Pandai Tanpa Iman, Rugi!

Kajian selasa petang setelah maghrib Pondok  Pesantren Tambak Bening al-Ibadah al-Islami asy-Syarif (9/4). Yang diampu oleh Kang Abu Suwar al-Luthfi. Pada kajian kali ini ia membahas tentang bedanya orang yang kaya ilmu dengan orang yang kaya harta.


Dijelaskan oleh Kang Abu Suwar, bahwasanya untuk menjadi orang yang ahli dalam ilmu  dan pandai berbicara butuh kesungguhan. Karena tanpa sungguh-sungguh, namun berharap ahli dan pandai. Sama halnya orang gila. Proses yang istiqomqah didalamnya terdapat banyak hikmah yang menjadi bekal untuk pengalaman dan pengetahuannya.

Satu contoh kisah yang disampaikan Kang Abu Suwar. Pada jaman dahulu ketika masa peperangan antara kaum muslim dengan kekaisaran Romawi. Pada awal kisah, ada dua pemuda yang sama-sama belajar memdalami ilmu Islam. Hingga luluslah keduanya. Lama tidak bertemu. Satu santri dari dua santri tadi, ikut menjadi prajurit perang kaum muslimin. Tak disangkanya ketika berduel sebelum perang dimulai, dua santri tersebut bertemu dalam satu tempat duel praperang.
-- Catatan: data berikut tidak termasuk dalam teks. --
//! Merge Visual Studio solution files.
//!
//! Several `.sln` files are parsed into [`models::Solution`] values and merged
//! into one. Project GUIDs that collide across inputs are relocated, the
//! original solution-folder nesting of every input is carried forward, and
//! each input's projects are grouped under a folder named after it.

pub mod config;
pub mod error;
pub mod merge;
pub mod models;
pub mod parser;
pub mod tree_render;

pub use error::{MergeError, Result};
pub use merge::{merge, merge_solutions, MergeOptions, MergeOutcome, MergeReport};
pub use models::Solution;
use std::collections::{HashMap, HashSet};
use std::fmt;
use std::fs;
use std::io;
use std::path::{Path, PathBuf};

use crate::error::{MergeError, Result};
use crate::parser;

use super::guid::Guid;
use super::nested::NestedSection;
use super::paths;
use super::project::Project;

const HEADER: &str = "Microsoft Visual Studio Solution File, Format Version 12.00";
const VERSION_LINE: &str = "# Visual Studio Version 16";

/// A parsed solution file, or the result of merging several.
///
/// `projects` keeps file order, which is also output order.
#[derive(Debug, Clone)]
pub struct Solution {
    pub name: String,
    pub base_dir: PathBuf,
    pub projects: Vec<Project>,
    /// The `SolutionProperties` global section, passed through verbatim.
    pub properties: Option<String>,
    pub nested: NestedSection,
    text: String,
}

/// An entry of a solution with its nested children, used for tree rendering.
#[derive(Debug, Clone)]
pub struct SolutionTreeNode {
    pub project: Project,
    pub children: Vec<SolutionTreeNode>,
}

impl Solution {
    /// Read and parse a solution file. The solution is named after the file stem.
    pub fn load(path: impl AsRef<Path>) -> Result<Self> {
        let path = path.as_ref();
        let text = fs::read_to_string(path).map_err(|source| match source.kind() {
            io::ErrorKind::NotFound => MergeError::NotFound(path.to_path_buf()),
            _ => MergeError::Io {
                path: path.to_path_buf(),
                source,
            },
        })?;

        let absolute = absolute(path)?;
        let name = absolute
            .file_stem()
            .map(|s| s.to_string_lossy().into_owned())
            .unwrap_or_default();
        let base_dir = absolute
            .parent()
            .map(Path::to_path_buf)
            .unwrap_or_default();

        let solution = Self::parse(&text, name, base_dir);
        tracing::info!(
            "Loaded solution {} ({} projects, {} nested)",
            solution.name,
            solution.projects.len(),
            solution.nested.len()
        );
        Ok(solution)
    }

    /// Parse solution text as if it were a file named `name` in `base_dir`.
    pub fn parse(text: &str, name: impl Into<String>, base_dir: impl Into<PathBuf>) -> Self {
        let name = name.into();
        let base_dir = paths::normalize(&base_dir.into());
        let projects = parser::parse_projects(text, &name, &base_dir);
        let nested = parser::nested_relations(text).into_iter().collect();

        Self {
            name,
            base_dir,
            properties: parser::properties_block(text),
            projects,
            nested,
            text: text.to_string(),
        }
    }

    /// Assemble a solution that has no source text of its own.
    pub fn assemble(
        name: impl Into<String>,
        base_dir: impl Into<PathBuf>,
        projects: Vec<Project>,
        properties: Option<String>,
        nested: NestedSection,
    ) -> Self {
        Self {
            name: name.into(),
            base_dir: paths::normalize(&base_dir.into()),
            projects,
            properties,
            nested,
            text: String::new(),
        }
    }

    /// The raw text this solution was parsed from; empty for assembled solutions.
    pub fn text(&self) -> &str {
        &self.text
    }

    pub fn project(&self, guid: &Guid) -> Option<&Project> {
        self.projects.iter().find(|p| &p.guid == guid)
    }

    /// Check that identifiers are unique and the nesting forms a forest.
    pub fn validate(&self) -> Result<()> {
        let mut seen = HashSet::new();
        for project in &self.projects {
            if !seen.insert(&project.guid) {
                return Err(MergeError::Inconsistent {
                    guid: project.guid.clone(),
                    reason: "identifier is used by more than one entry".to_string(),
                });
            }
        }

        if let Some(cycle) = self.nested.find_cycle() {
            return Err(MergeError::Inconsistent {
                guid: cycle[0].clone(),
                reason: format!("nesting cycle through {} entries", cycle.len()),
            });
        }

        Ok(())
    }

    /// Write the solution text to `path` in one call.
    pub fn save(&self, path: impl AsRef<Path>) -> Result<()> {
        let path = path.as_ref();
        fs::write(path, self.to_string()).map_err(|source| MergeError::Io {
            path: path.to_path_buf(),
            source,
        })
    }

    /// The folder hierarchy: entries without a known parent are roots.
    pub fn tree(&self) -> Vec<SolutionTreeNode> {
        let known: HashSet<&Guid> = self.projects.iter().map(|p| &p.guid).collect();

        // Group entries by parent, roots under `None`
        let mut children_map: HashMap<Option<&Guid>, Vec<&Project>> = HashMap::new();
        for project in &self.projects {
            let parent = self
                .nested
                .parent_of(&project.guid)
                .filter(|parent| known.contains(parent));
            children_map.entry(parent).or_default().push(project);
        }

        fn build_subtree<'a>(
            parent: Option<&'a Guid>,
            children_map: &HashMap<Option<&'a Guid>, Vec<&'a Project>>,
        ) -> Vec<SolutionTreeNode> {
            let Some(projects) = children_map.get(&parent) else {
                return Vec::new();
            };
            projects
                .iter()
                .map(|&project| SolutionTreeNode {
                    project: project.clone(),
                    children: build_subtree(Some(&project.guid), children_map),
                })
                .collect()
        }

        // Entries caught in a nesting cycle are unreachable from the roots
        build_subtree(None, &children_map)
    }
}

impl fmt::Display for Solution {
    fn fmt(&self, f: &mut fmt::Formatter<'_>) -> fmt::Result {
        write!(f, "{}\r\n{}\r\n", HEADER, VERSION_LINE)?;

        for project in &self.projects {
            write!(
                f,
                "Project(\"{}\") = \"{}\", \"{}\", \"{}\"\r\n",
                project.type_guid,
                project.name,
                project.path_relative_to(&self.base_dir),
                project.guid
            )?;
            for line in &project.body {
                write!(f, "{}\r\n", line)?;
            }
            write!(f, "EndProject\r\n")?;
        }

        write!(f, "Global\r\n")?;
        if let Some(properties) = &self.properties {
            for line in properties.lines() {
                write!(f, "{}\r\n", line)?;
            }
        }
        if !self.nested.is_empty() {
            write!(f, "{}", self.nested)?;
        }
        write!(f, "EndGlobal\r\n")
    }
}

fn absolute(path: &Path) -> Result<PathBuf> {
    std::path::absolute(path)
        .map(|p| paths::normalize(&p))
        .map_err(|source| MergeError::Io {
            path: path.to_path_buf(),
            source,
        })
}

#[cfg(test)]
mod tests {
    use super::*;

    const SLN: &str = "Microsoft Visual Studio Solution File, Format Version 12.00\r\n\
Project(\"{FAE04EC0-301F-11D3-BF4B-00C04F79EFBC}\") = \"App\", \"App\\App.csproj\", \"{1}\"\r\n\
EndProject\r\n\
Project(\"{2150E333-8FDC-42A3-9474-1A3956D46DE8}\") = \"Utils\", \"Utils\", \"{2}\"\r\n\
EndProject\r\n\
Project(\"{FAE04EC0-301F-11D3-BF4B-00C04F79EFBC}\") = \"Lib\", \"Lib\\Lib.csproj\", \"{3}\"\r\n\
EndProject\r\n\
Global\r\n\
\tGlobalSection(NestedProjects) = preSolution\r\n\
\t\t{3} = {2}\r\n\
\tEndGlobalSection\r\n\
EndGlobal\r\n";

    #[test]
    fn round_trips_text() {
        let solution = Solution::parse(SLN, "Main", "/work/main");
        let written = solution.to_string();
        let reparsed = Solution::parse(&written, "Main", "/work/main");

        assert_eq!(reparsed.projects.len(), 3);
        assert_eq!(reparsed.nested, solution.nested);
        assert!(written.contains("Project(\"{FAE04EC0-301F-11D3-BF4B-00C04F79EFBC}\") = \"Lib\", \"Lib\\Lib.csproj\", \"{3}\"\r\n"));
    }

    #[test]
    fn builds_tree_from_nesting() {
        let solution = Solution::parse(SLN, "Main", "/work/main");
        let tree = solution.tree();

        let names: Vec<_> = tree.iter().map(|n| n.project.name.as_str()).collect();
        assert_eq!(names, vec!["App", "Utils"]);
        assert_eq!(tree[1].children.len(), 1);
        assert_eq!(tree[1].children[0].project.name, "Lib");
    }

    #[test]
    fn validate_rejects_duplicate_ids() {
        let mut solution = Solution::parse(SLN, "Main", "/work/main");
        let dup = solution.projects[0].clone();
        solution.projects.push(dup);
        assert!(matches!(
            solution.validate(),
            Err(MergeError::Inconsistent { .. })
        ));
    }

    #[test]
    fn omits_empty_nested_section() {
        let solution = Solution::assemble("Empty", "/work", Vec::new(), None, NestedSection::new());
        assert_eq!(
            solution.to_string(),
            format!("{}\r\n{}\r\nGlobal\r\nEndGlobal\r\n", HEADER, VERSION_LINE)
        );
    }
}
Namun, satu temen yang menjadi prajurit Romawi ini berubah perangainya menjadi sombong. Ia menjadi prajurit pasukan Romawi karena dinikahki salah satu putri Raja. Maka, dari itu prajurit dari Romawi yang juga teman belajarnya dulu kini menantangnya dan berniat membunuhnya. Namun, dalam perkelahian duel tersebut dimenangkan oleh si-pelajar yang membela kaum muslimin. Matilah ia dalam kondisi kafir. Padahal dulu ketika belajar terkenal sebagai pelajar yang cerdas dan pintar dalam ilmu agama. 

Jadi pesan nasihat dari Kang Abu Suwar dari kisah ini adalah, tidak menjadi ukuran kepandaian dan kecerdasan seseorang ketika belajar. Namun, yang terpenting adalah kuatnya iman. Dalam memerjuangakan agama Islam. Baik untuk dirinya, lingkungan sekitar, agama, dan bangsanya.